We came to Rheidol Mews in July 1989, after a couple of years in Newman Passage, close to the first offices of Channel 4 in Charlotte Street. There we produced State of the Art, 1987, and two series of Ghosts in the Machine, 1986 and 1988, but by the time we arrived in Islington much of our focus was on archive programming for Channel 4, including The A-Z of TV (1990), 1001 Nights of TV (1991) and the 13-week series TV Heaven (1993). We made four series of The Net for BBC Two here, four series of the arts series Tx. for the same channel, as well as a host of single documentaries and performance programmes for British broadcasters. We created ambitious series for the US, including Artland USA and Art Race, and we co-ordinated the UK end of the online Fathom project for Columbia University. And since around 2000 we have tried to find complementary and alternative ways of working, alongside the shrinking broadcast market for arts programmes, all the time trying to create distinctive and interesting media.
At different times we have occupied a host of different rooms and spaces in the Mews, including on the opposite side, where we set up two editing suites and a lovely meeting room. That was where I recall watching the horrifying live coverage of the events in New York on 11 September 2001. But there are many happier memories too, including a glorious summer’s evening when we took over the whole of the Mews for a party. We spawned three spin-off companies here: Illuminations Interactive, Illuminations Films and Illumina. And we did really early work combining broadcasting with the web and with innovative 3D social spaces on projects like The Mirror, Ages of Avatar and Heaven and Hell- Live.

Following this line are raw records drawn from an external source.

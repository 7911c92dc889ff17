//! Bounded entity store.
//!
//! Only idle entities (tier Clear, zero counters) are ever dropped, either
//! by capacity eviction on insert or by the per-cycle TTL sweep. Entities
//! carrying escalation state are kept even past the capacity bound.

use std::collections::HashMap;
use std::time::Duration;

use chrono::{DateTime, Utc};
use tracing::{debug, warn};

use super::state::MonitoredEntity;

#[derive(Debug, Clone)]
pub struct EntityStore {
    entities: HashMap<String, MonitoredEntity>,
    capacity: usize,
    idle_ttl: Option<Duration>,
}

impl EntityStore {
    pub fn new(capacity: usize, idle_ttl: Option<Duration>) -> Self {
        Self {
            entities: HashMap::new(),
            capacity: capacity.max(1),
            idle_ttl,
        }
    }

    /// Fetch or create the entity for `key`, marking it seen at `now`.
    pub fn touch(&mut self, key: &str, now: DateTime<Utc>) -> &mut MonitoredEntity {
        if !self.entities.contains_key(key) && self.entities.len() >= self.capacity {
            self.evict_one();
        }
        let entity = self
            .entities
            .entry(key.to_string())
            .or_insert_with(|| MonitoredEntity::new(key, now));
        entity.last_seen_at = now;
        entity
    }

    pub fn get(&self, key: &str) -> Option<&MonitoredEntity> {
        self.entities.get(key)
    }

    pub fn get_mut(&mut self, key: &str) -> Option<&mut MonitoredEntity> {
        self.entities.get_mut(key)
    }

    pub fn len(&self) -> usize {
        self.entities.len()
    }

    pub fn is_empty(&self) -> bool {
        self.entities.is_empty()
    }

    /// Copies of every tracked entity, sorted by key.
    pub fn snapshot(&self) -> Vec<MonitoredEntity> {
        let mut all: Vec<_> = self.entities.values().cloned().collect();
        all.sort_by(|a, b| a.key.cmp(&b.key));
        all
    }

    /// Drop idle entities not seen within the TTL. Returns how many went.
    pub fn sweep_idle(&mut self, now: DateTime<Utc>) -> usize {
        let Some(ttl) = self.idle_ttl else {
            return 0;
        };
        let before = self.entities.len();
        self.entities.retain(|_, e| {
            let expired = (now - e.last_seen_at)
                .to_std()
                .map(|age| age >= ttl)
                .unwrap_or(false);
            !(e.is_idle() && expired)
        });
        let swept = before - self.entities.len();
        if swept > 0 {
            debug!(swept, remaining = self.entities.len(), "Swept idle entities");
        }
        swept
    }

    fn evict_one(&mut self) {
        let victim = self
            .entities
            .values()
            .filter(|e| e.is_idle())
            .min_by_key(|e| e.last_seen_at)
            .map(|e| e.key.clone());

        match victim {
            Some(key) => {
                self.entities.remove(&key);
                debug!(entity = %key, "Evicted idle entity at capacity");
            }
            None => warn!(
                capacity = self.capacity,
                tracked = self.entities.len(),
                "Entity store over capacity; no idle entity to evict"
            ),
        }
    }
}

#[cfg(test)]
mod tests {
    use super::*;
    use crate::entity::Tier;
    use chrono::Duration as ChronoDuration;

    #[test]
    fn test_touch_creates_and_updates_last_seen() {
        let t0 = Utc::now();
        let mut store = EntityStore::new(10, None);
        store.touch("user-1", t0);
        let t1 = t0 + ChronoDuration::seconds(5);
        let entity = store.touch("user-1", t1);
        assert_eq!(entity.last_seen_at, t1);
        assert_eq!(store.len(), 1);
    }

    #[test]
    fn test_capacity_evicts_oldest_idle() {
        let t0 = Utc::now();
        let mut store = EntityStore::new(2, None);
        store.touch("old", t0);
        store.touch("newer", t0 + ChronoDuration::seconds(1));
        store.touch("newest", t0 + ChronoDuration::seconds(2));

        assert_eq!(store.len(), 2);
        assert!(store.get("old").is_none());
        assert!(store.get("newer").is_some());
    }

    #[test]
    fn test_capacity_never_evicts_escalated_state() {
        let t0 = Utc::now();
        let mut store = EntityStore::new(1, None);
        store.touch("flagged", t0).tier = Tier::Alerted;
        store.touch("other", t0 + ChronoDuration::seconds(1));

        assert_eq!(store.len(), 2);
        assert_eq!(store.get("flagged").map(|e| e.tier), Some(Tier::Alerted));
    }

    #[test]
    fn test_sweep_only_removes_expired_idle() {
        let t0 = Utc::now();
        let mut store = EntityStore::new(10, Some(Duration::from_secs(60)));
        store.touch("idle", t0);
        store.touch("streaking", t0).violation_streak = 2;
        store.touch("fresh", t0 + ChronoDuration::seconds(100));

        let swept = store.sweep_idle(t0 + ChronoDuration::seconds(120));
        assert_eq!(swept, 1);
        assert!(store.get("idle").is_none());
        assert!(store.get("streaking").is_some());
        assert!(store.get("fresh").is_some());
    }

    #[test]
    fn test_sweep_disabled_without_ttl() {
        let t0 = Utc::now();
        let mut store = EntityStore::new(10, None);
        store.touch("idle", t0);
        assert_eq!(store.sweep_idle(t0 + ChronoDuration::days(30)), 0);
    }
}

One of my most vivid memories is of watching the first episode of the first series of The Net in – I guess – the autumn of 1994. (Our new office, and the clear out of so much of our accumulated papers, should give us the opportunity to detail our history rather better than we do at present.) I have always claimed that this was the first British television programme to include an e-mail address in the closing credits. Which is what we did, featuring what we believed to be our recently opened Compuserve account.
The production team watched the show together and then went on to the pub. At 11pm a handful of us came back to the office to see if we’d received what we thought might be half a dozen mails. In fact, there were more than 600 responses in our mailbox – many of them pointing out that (a) we had managed to omit the “@” symbol from the address, and (b) that they were nonetheless sufficiently digitally savvy to be able to mail us anyway. That was a kind of “Eureka!” moment for me, when I realised that the whole relationship between producers and viewers was going to change fundamentally. As indeed has proved to be the case.